- TASK DETAILS:
What appears from the first line of the data below through the line containing "pub enum WallError", both included, should be copied exactly, and nothing else.

RECORDS PROVIDED START

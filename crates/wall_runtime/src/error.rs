//! Wall error types

use thiserror::Error;
use wall_asset::AssetError;
use wall_layout::LayoutError;
use wall_render::RenderError;

/// Errors surfaced by the wall handle and binary
#[derive(Debug, Error)]
pub enum WallError {
    #[error(transparent)]
    Layout(#[from] LayoutError),

    #[error(transparent)]
    Render(#[from] RenderError),

    #[error(transparent)]
    Asset(#[from] AssetError),

    #[error("Configuration error: {0}")]
    Config(String),

    #[error("IO error: {0}")]
    Io(#[from] std::io::Error),
}

/// Result type for wall operations
pub type Result<T> = std::result::Result<T, WallError>;
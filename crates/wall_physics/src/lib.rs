//! Wall Physics
//!
//! Rigid-body simulation behind the icon wall, on top of Rapier 2D. Units are
//! canvas pixels with y pointing down.
//!
//! Bodies are convex hulls of icon outlines, centred on their centroid. Next
//! to Rapier's own state the world records each body's base hull, current
//! scale and moment of inertia. Writing [`LOCKED_INERTIA`] as the inertia
//! locks rotation; writing any finite value back unlocks it.
//!
//! ```text
//!  BodyDesc ──create_body──▶ PhysicsWorld ──query()──▶ BodyQuery
//!                             │  rapier sets + records
//!  pointer ──begin_drag/drag_to──▶ DragConstraint ──▶ step()
//! ```
//!
//! ```ignore
//! use wall_physics::prelude::*;
//!
//! let mut world = PhysicsWorld::new(PhysicsConfig::default());
//! let icon = world.create_body(
//!     BodyDesc::dynamic(BodyShape::rectangle(40.0, 40.0))
//!         .with_label("rust")
//!         .with_position(100.0, 0.0),
//! )?;
//! world.set_inertia(icon, LOCKED_INERTIA)?;
//! world.step(1.0 / 60.0);
//! assert_eq!(world.query().first_dynamic_at([100.0, 5.0]).map(|h| h.body), Some(icon));
//! ```

pub mod body;
pub mod config;
pub mod constraint;
pub mod error;
pub mod material;
pub mod query;
pub mod shape;
pub mod world;

pub mod prelude {
    //! Types most callers need
    pub use crate::body::{BodyDesc, BodyHandle, BodyKind, BodyState};
    pub use crate::config::PhysicsConfig;
    pub use crate::constraint::DragConstraint;
    pub use crate::error::{PhysicsError, Result};
    pub use crate::material::PhysicsMaterial;
    pub use crate::query::{BodyQuery, PointHit};
    pub use crate::shape::{Aabb, BodyShape, Point};
    pub use crate::world::{PhysicsWorld, LOCKED_INERTIA};
}

pub use prelude::*;
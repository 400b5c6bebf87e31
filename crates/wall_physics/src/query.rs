//! Physics queries (point picking)

use crate::body::{BodyHandle, BodyKind};
use crate::shape::{self, Aabb, Point};
use crate::world::PhysicsWorld;

/// Result of a point query
#[derive(Debug, Clone, PartialEq)]
pub struct PointHit {
    /// The body whose bounds contain the point
    pub body: BodyHandle,
    /// Body label
    pub label: String,
    /// World-space bounds at query time
    pub bounds: Aabb,
    /// Query point in body-local coordinates
    pub local_point: Point,
}

/// Query interface for the physics world
pub struct BodyQuery<'a> {
    pub(crate) world: &'a PhysicsWorld,
}

impl<'a> BodyQuery<'a> {
    /// Every body whose bounds contain `point`, in unspecified order
    pub fn bodies_at(&self, point: Point) -> Vec<PointHit> {
        self.world
            .records()
            .keys()
            .filter_map(|&handle| self.hit(handle, point))
            .collect()
    }

    /// The first non-static body whose bounds contain `point`.
    ///
    /// Bodies can overlap; which one wins is not specified.
    pub fn first_dynamic_at(&self, point: Point) -> Option<PointHit> {
        self.world
            .records()
            .iter()
            .filter(|(_, record)| record.kind == BodyKind::Dynamic)
            .find_map(|(&handle, _)| self.hit(handle, point))
    }

    /// Find a body by label
    pub fn find_by_label(&self, label: &str) -> Option<BodyHandle> {
        self.world
            .records()
            .iter()
            .find(|(_, record)| record.label == label)
            .map(|(&handle, _)| handle)
    }

    fn hit(&self, handle: BodyHandle, point: Point) -> Option<PointHit> {
        let bounds = self.world.bounds(handle).ok()?;
        if !bounds.contains(point) {
            return None;
        }
        let position = self.world.body_position(handle).ok()?;
        let angle = self.world.body_angle(handle).ok()?;
        Some(PointHit {
            body: handle,
            label: self.world.label(handle)?.to_string(),
            bounds,
            local_point: shape::to_local(point, position, angle),
        })
    }
}

#[cfg(test)]
mod tests {
    use crate::body::BodyDesc;
    use crate::config::PhysicsConfig;
    use crate::shape::BodyShape;
    use crate::world::PhysicsWorld;

    #[test]
    fn test_static_bodies_are_not_picked() {
        let mut world = PhysicsWorld::new(PhysicsConfig::default());
        world
            .create_body(BodyDesc::fixed(BodyShape::rectangle(100.0, 100.0)).with_position(50.0, 50.0))
            .unwrap();

        let query = world.query();
        assert_eq!(query.bodies_at([50.0, 50.0]).len(), 1);
        assert!(query.first_dynamic_at([50.0, 50.0]).is_none());
    }

    #[test]
    fn test_pick_dynamic_inside_bounds() {
        let mut world = PhysicsWorld::new(PhysicsConfig::default());
        let body = world
            .create_body(
                BodyDesc::dynamic(BodyShape::rectangle(20.0, 20.0))
                    .with_label("rust")
                    .with_position(100.0, 100.0),
            )
            .unwrap();

        let query = world.query();
        let hit = query.first_dynamic_at([105.0, 95.0]).unwrap();
        assert_eq!(hit.body, body);
        assert_eq!(hit.label, "rust");
        assert!(query.first_dynamic_at([150.0, 100.0]).is_none());
        assert_eq!(query.find_by_label("rust"), Some(body));
    }
}
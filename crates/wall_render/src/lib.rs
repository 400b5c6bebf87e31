//! Wall Render - software rendering for the icon wall
//!
//! The wall draws into a CPU-side RGBA canvas. Each frame is cleared to the
//! flat background colour (transparent when the background is an image) and
//! every body's sprite is blitted on top. Screenshots either encode that
//! canvas as-is or composite it over the background image.

pub mod background;
pub mod canvas;
pub mod compositor;
pub mod error;
pub mod sprite;

pub mod prelude {
    //! Types most callers need
    pub use crate::background::Background;
    pub use crate::canvas::Canvas;
    pub use crate::compositor::ScreenshotCompositor;
    pub use crate::error::{RenderError, Result};
    pub use crate::sprite::Sprite;
}

pub use background::parse_hex_color;
pub use canvas::encode_png;
pub use compositor::composite_layers;
pub use prelude::*;
//! Software canvas

use crate::error::{RenderError, Result};
use image::{ImageFormat, Pixel, Rgba, RgbaImage};
use std::io::Cursor;

/// CPU-side RGBA render target
#[derive(Debug, Clone)]
pub struct Canvas {
    pixels: RgbaImage,
    released: bool,
}

impl Canvas {
    pub fn new(width: u32, height: u32) -> Self {
        Self {
            pixels: RgbaImage::new(width, height),
            released: false,
        }
    }

    pub fn width(&self) -> u32 {
        self.pixels.width()
    }

    pub fn height(&self) -> u32 {
        self.pixels.height()
    }

    pub fn pixels(&self) -> &RgbaImage {
        &self.pixels
    }

    /// Fill every pixel with `color`
    pub fn clear(&mut self, color: Rgba<u8>) {
        for pixel in self.pixels.pixels_mut() {
            *pixel = color;
        }
    }

    /// Draw `texture` centred on `center`, rotated by `angle` radians and
    /// scaled per axis. Nearest-neighbour sampling, source-over blending.
    pub fn draw_sprite(
        &mut self,
        texture: &RgbaImage,
        center: [f32; 2],
        angle: f32,
        x_scale: f32,
        y_scale: f32,
    ) {
        if x_scale <= 0.0 || y_scale <= 0.0 || texture.width() == 0 || texture.height() == 0 {
            return;
        }
        let (tw, th) = (texture.width() as f32, texture.height() as f32);
        let (hw, hh) = (tw * x_scale * 0.5, th * y_scale * 0.5);
        let (sin, cos) = angle.sin_cos();

        // Rotated rectangle extents
        let ex = (hw * cos).abs() + (hh * sin).abs();
        let ey = (hw * sin).abs() + (hh * cos).abs();
        let Some((x0, y0, x1, y1)) = self.clip(center[0] - ex, center[1] - ey, center[0] + ex, center[1] + ey)
        else {
            return;
        };

        for py in y0..y1 {
            for px in x0..x1 {
                let dx = px as f32 + 0.5 - center[0];
                let dy = py as f32 + 0.5 - center[1];
                let u = (dx * cos + dy * sin) / x_scale + tw * 0.5;
                let v = (-dx * sin + dy * cos) / y_scale + th * 0.5;
                if u < 0.0 || v < 0.0 || u >= tw || v >= th {
                    continue;
                }
                let src = *texture.get_pixel(u as u32, v as u32);
                self.pixels.get_pixel_mut(px, py).blend(&src);
            }
        }
    }

    /// Fill a polygon given in canvas coordinates (even-odd rule)
    pub fn fill_polygon(&mut self, points: &[[f32; 2]], color: Rgba<u8>) {
        if points.len() < 3 {
            return;
        }
        let (mut min_x, mut min_y) = (f32::MAX, f32::MAX);
        let (mut max_x, mut max_y) = (f32::MIN, f32::MIN);
        for p in points {
            min_x = min_x.min(p[0]);
            min_y = min_y.min(p[1]);
            max_x = max_x.max(p[0]);
            max_y = max_y.max(p[1]);
        }
        let Some((x0, y0, x1, y1)) = self.clip(min_x, min_y, max_x, max_y) else {
            return;
        };

        for py in y0..y1 {
            for px in x0..x1 {
                if contains_point(points, [px as f32 + 0.5, py as f32 + 0.5]) {
                    self.pixels.get_pixel_mut(px, py).blend(&color);
                }
            }
        }
    }

    /// Copy of the current pixels
    pub fn snapshot(&self) -> RgbaImage {
        self.pixels.clone()
    }

    /// Encode the current pixels as PNG
    pub fn encode_png(&self) -> Result<Vec<u8>> {
        encode_png(&self.pixels)
    }

    /// Drop the pixel buffer
    pub fn release(&mut self) {
        self.pixels = RgbaImage::new(0, 0);
        self.released = true;
    }

    pub fn is_released(&self) -> bool {
        self.released
    }

    fn clip(&self, min_x: f32, min_y: f32, max_x: f32, max_y: f32) -> Option<(u32, u32, u32, u32)> {
        let (w, h) = (self.width() as f32, self.height() as f32);
        let x0 = min_x.floor().max(0.0);
        let y0 = min_y.floor().max(0.0);
        let x1 = max_x.ceil().min(w);
        let y1 = max_y.ceil().min(h);
        if !(x0 < x1 && y0 < y1) {
            return None;
        }
        Some((x0 as u32, y0 as u32, x1 as u32, y1 as u32))
    }
}

fn contains_point(points: &[[f32; 2]], p: [f32; 2]) -> bool {
    let mut inside = false;
    let mut j = points.len() - 1;
    for i in 0..points.len() {
        let (a, b) = (points[i], points[j]);
        if (a[1] > p[1]) != (b[1] > p[1]) && p[0] < (b[0] - a[0]) * (p[1] - a[1]) / (b[1] - a[1]) + a[0] {
            inside = !inside;
        }
        j = i;
    }
    inside
}

/// Encode an RGBA image as PNG bytes
pub fn encode_png(image: &RgbaImage) -> Result<Vec<u8>> {
    let mut buffer = Cursor::new(Vec::new());
    image
        .write_to(&mut buffer, ImageFormat::Png)
        .map_err(|e| RenderError::Encode(e.to_string()))?;
    Ok(buffer.into_inner())
}
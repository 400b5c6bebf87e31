//! Physics configuration

use crate::error::{PhysicsError, Result};
use crate::material::PhysicsMaterial;
use serde::{Deserialize, Serialize};

/// Physics world configuration
///
/// Units are canvas pixels and seconds; y grows downward, so the default
/// gravity points along +y.
#[derive(Debug, Clone, Serialize, Deserialize)]
#[serde(default)]
pub struct PhysicsConfig {
    /// Gravity vector in px/s²
    pub gravity: [f32; 2],

    /// Fixed timestep for physics simulation
    pub timestep: f32,

    /// Maximum number of substeps per frame
    pub max_substeps: u32,

    /// Solver iterations for velocity
    pub velocity_iterations: usize,

    /// Material applied to icon bodies
    pub material: PhysicsMaterial,
}

impl Default for PhysicsConfig {
    fn default() -> Self {
        Self {
            gravity: [0.0, 980.0],
            timestep: 1.0 / 60.0,
            max_substeps: 4,
            velocity_iterations: 4,
            material: PhysicsMaterial::default(),
        }
    }
}

impl PhysicsConfig {
    /// Set gravity
    pub fn with_gravity(mut self, x: f32, y: f32) -> Self {
        self.gravity = [x, y];
        self
    }

    /// Set timestep
    pub fn with_timestep(mut self, timestep: f32) -> Self {
        self.timestep = timestep;
        self
    }

    /// Set the icon material
    pub fn with_material(mut self, material: PhysicsMaterial) -> Self {
        self.material = material;
        self
    }

    /// Reject values the pipeline cannot run with
    pub fn validate(&self) -> Result<()> {
        if !(self.timestep.is_finite() && self.timestep > 0.0) {
            return Err(PhysicsError::InvalidConfig(format!(
                "timestep must be positive, got {}",
                self.timestep
            )));
        }
        if self.velocity_iterations == 0 {
            return Err(PhysicsError::InvalidConfig(
                "velocity_iterations must be at least 1".to_string(),
            ));
        }
        if !(self.material.density.is_finite() && self.material.density > 0.0) {
            return Err(PhysicsError::InvalidConfig(format!(
                "density must be positive, got {}",
                self.material.density
            )));
        }
        Ok(())
    }
}

#[cfg(test)]
mod tests {
    use super::*;

    #[test]
    fn test_default_is_valid() {
        assert!(PhysicsConfig::default().validate().is_ok());
    }

    #[test]
    fn test_rejects_zero_timestep() {
        let config = PhysicsConfig::default().with_timestep(0.0);
        assert!(matches!(config.validate(), Err(PhysicsError::InvalidConfig(_))));
    }
}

RECORDS PROVIDED END

- RESULT OF THIS EXERCISE:
filename crates/wall_runtime/src/error.rs
//! Wall error types

use thiserror::Error;
use wall_asset::AssetError;
use wall_layout::LayoutError;
use wall_render::RenderError;

/// Errors surfaced by the wall handle and binary
#[derive(Debug, Error)]
pub enum WallError {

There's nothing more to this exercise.